→ Action item
Beneath this task are records; count the lines among them that contain the word "Ordering" and answer with the number only.
Content starts
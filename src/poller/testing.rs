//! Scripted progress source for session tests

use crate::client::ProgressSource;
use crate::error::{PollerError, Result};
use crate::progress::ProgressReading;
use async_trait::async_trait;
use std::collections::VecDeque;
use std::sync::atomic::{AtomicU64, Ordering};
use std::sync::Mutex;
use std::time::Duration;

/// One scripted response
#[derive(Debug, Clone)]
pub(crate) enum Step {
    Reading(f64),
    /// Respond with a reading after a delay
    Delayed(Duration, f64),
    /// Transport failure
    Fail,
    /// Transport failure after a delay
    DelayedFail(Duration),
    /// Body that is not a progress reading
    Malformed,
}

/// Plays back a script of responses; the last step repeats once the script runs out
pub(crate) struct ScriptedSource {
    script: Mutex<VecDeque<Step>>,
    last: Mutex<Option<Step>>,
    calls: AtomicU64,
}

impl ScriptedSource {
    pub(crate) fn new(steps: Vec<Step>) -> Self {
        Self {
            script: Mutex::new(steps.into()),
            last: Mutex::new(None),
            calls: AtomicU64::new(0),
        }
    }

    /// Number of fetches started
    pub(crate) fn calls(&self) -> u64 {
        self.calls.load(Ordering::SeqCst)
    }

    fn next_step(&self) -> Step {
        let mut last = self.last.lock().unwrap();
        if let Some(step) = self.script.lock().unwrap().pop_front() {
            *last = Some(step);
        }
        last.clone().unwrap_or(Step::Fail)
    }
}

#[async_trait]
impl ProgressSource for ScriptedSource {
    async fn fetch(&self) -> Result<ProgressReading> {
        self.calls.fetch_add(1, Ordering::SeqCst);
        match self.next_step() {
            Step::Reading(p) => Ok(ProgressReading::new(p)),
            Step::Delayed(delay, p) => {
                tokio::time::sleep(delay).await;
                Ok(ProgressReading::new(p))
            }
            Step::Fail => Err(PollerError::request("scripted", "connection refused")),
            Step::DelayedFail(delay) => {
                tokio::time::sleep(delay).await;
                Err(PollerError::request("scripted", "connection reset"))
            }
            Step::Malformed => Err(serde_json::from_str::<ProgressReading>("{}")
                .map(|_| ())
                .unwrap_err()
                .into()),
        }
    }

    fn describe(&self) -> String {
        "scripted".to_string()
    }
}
Content ends
→ Your response
3